Dataset entries
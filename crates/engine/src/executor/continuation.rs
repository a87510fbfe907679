//! Per-step continuation policy: fixed iteration counts or a criteria network.

use std::sync::Arc;

use stepflow_types::{ExecutionStep, IterationSpec};
use tracing::debug;

use crate::{
    blob::{BlobStore, ElementType},
    error::ExecutionError,
    network::Network,
    workspace::{Workspace, run_network},
};

/// Decides whether a step runs another iteration.
pub(crate) enum ContinuationPolicy {
    /// Continue while `iteration < count`.
    Fixed(u64),
    /// Run `network` before each prospective iteration and read its boolean output.
    Criteria {
        network: Arc<dyn Network>,
        output: String,
        store: Arc<BlobStore>,
    },
}

impl ContinuationPolicy {
    /// Derive the policy for `step`, resolving and checking its criteria network.
    pub(crate) fn for_step(workspace: &Workspace, step: &ExecutionStep) -> Result<Self, ExecutionError> {
        if step.mixes_iteration_modes() {
            return Err(ExecutionError::invalid_step(
                &step.name,
                "num_iter must not be set together with criteria_network",
            ));
        }

        match step.iteration_spec() {
            IterationSpec::Fixed(count) => {
                debug!(step = %step.name, iterations = count, "executing step for fixed iterations");
                Ok(ContinuationPolicy::Fixed(count))
            }
            IterationSpec::Criteria(name) => {
                let network = workspace
                    .get_net(name)
                    .ok_or_else(|| ExecutionError::NetNotFound(name.to_string()))?;
                let output = match network.external_outputs() {
                    [single] => single.clone(),
                    outputs => {
                        return Err(ExecutionError::criteria(
                            name,
                            format!("expected exactly one external output, found {}", outputs.len()),
                        ));
                    }
                };
                debug!(step = %step.name, criteria = %name, output = %output, "executing step controlled by criteria output");
                Ok(ContinuationPolicy::Criteria {
                    network,
                    output,
                    store: workspace.store().clone(),
                })
            }
        }
    }

    pub(crate) fn should_continue(&self, iteration: u64) -> Result<bool, ExecutionError> {
        match self {
            ContinuationPolicy::Fixed(count) => Ok(iteration < *count),
            ContinuationPolicy::Criteria { network, output, store } => {
                run_network(network.as_ref())?;
                let name = network.name();
                let blob = store
                    .get_blob(output)
                    .ok_or_else(|| ExecutionError::criteria(name, format!("output blob '{output}' does not exist")))?;
                let value = blob
                    .get()
                    .ok_or_else(|| ExecutionError::criteria(name, format!("output blob '{output}' is empty")))?;
                if value.len() != 1 {
                    return Err(ExecutionError::criteria(
                        name,
                        format!("output blob '{output}' has {} elements, expected 1", value.len()),
                    ));
                }
                match value.as_bool_scalar() {
                    Some(keep_going) => Ok(keep_going),
                    None => Err(ExecutionError::criteria(
                        name,
                        format!(
                            "output blob '{output}' holds {} elements, expected {}",
                            value.element_type(),
                            ElementType::Bool
                        ),
                    )),
                }
            }
        }
    }
}
//! Builtin network factory: networks are flat operator lists run in order.
//!
//! This is the default collaborator behind [`Workspace::default`](crate::Workspace).
//! Hosts with a real computation backend implement
//! [`NetworkFactory`](crate::network::NetworkFactory) themselves.

use std::{collections::HashSet, sync::Arc};

use anyhow::{Context, Result, bail};
use stepflow_types::{NetDef, OperatorDef};
use tracing::trace;

use crate::{
    blob::BlobStore,
    network::{Network, NetworkFactory, Operator},
};

mod ops;

pub use ops::OPERATOR_TYPES;

/// Factory for [`SequentialNet`]s built from the builtin operator library.
#[derive(Debug, Clone, Copy, Default)]
pub struct BuiltinFactory;

impl NetworkFactory for BuiltinFactory {
    fn build_net(&self, definition: &NetDef, store: &Arc<BlobStore>) -> Result<Box<dyn Network>> {
        let mut operators = Vec::with_capacity(definition.ops.len());
        for (index, op) in definition.ops.iter().enumerate() {
            let operator = ops::build(op, store)
                .with_context(|| format!("operator #{index} ({}) of network '{}'", op.display_name(), definition.name))?;
            operators.push(operator);
        }
        Ok(Box::new(SequentialNet {
            name: definition.name.clone(),
            external_inputs: definition.external_inputs.clone(),
            external_outputs: definition.external_outputs.clone(),
            produced: definition.ops.iter().flat_map(|op| op.outputs.iter().cloned()).collect(),
            operators,
        }))
    }

    fn build_operator(&self, definition: &OperatorDef, store: &Arc<BlobStore>) -> Result<Box<dyn Operator>> {
        ops::build(definition, store)
    }
}

/// Runs its operators in declaration order, stopping at the first failure.
pub struct SequentialNet {
    name: String,
    external_inputs: Vec<String>,
    external_outputs: Vec<String>,
    produced: HashSet<String>,
    operators: Vec<Box<dyn Operator>>,
}

impl Network for SequentialNet {
    fn name(&self) -> &str {
        &self.name
    }

    fn external_outputs(&self) -> &[String] {
        &self.external_outputs
    }

    /// Every declared external output must be written by an operator or be a
    /// pass-through external input.
    fn verify(&self) -> Result<()> {
        for output in &self.external_outputs {
            if !self.produced.contains(output) && !self.external_inputs.contains(output) {
                bail!("external output '{output}' is not produced by any operator");
            }
        }
        Ok(())
    }

    fn run(&self) -> Result<()> {
        for operator in &self.operators {
            trace!(net = %self.name, op_type = %operator.op_type(), "running operator");
            operator
                .run()
                .with_context(|| format!("operator {} in network '{}'", operator.op_type(), self.name))?;
        }
        Ok(())
    }
}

▶ **What you have to do**
Pull every line containing "IterationSpec" out of the data above.

▶ **Answer below**
use stepflow_types::{ExecutionStep, IterationSpec};
            IterationSpec::Fixed(count) => {
            IterationSpec::Criteria(name) => {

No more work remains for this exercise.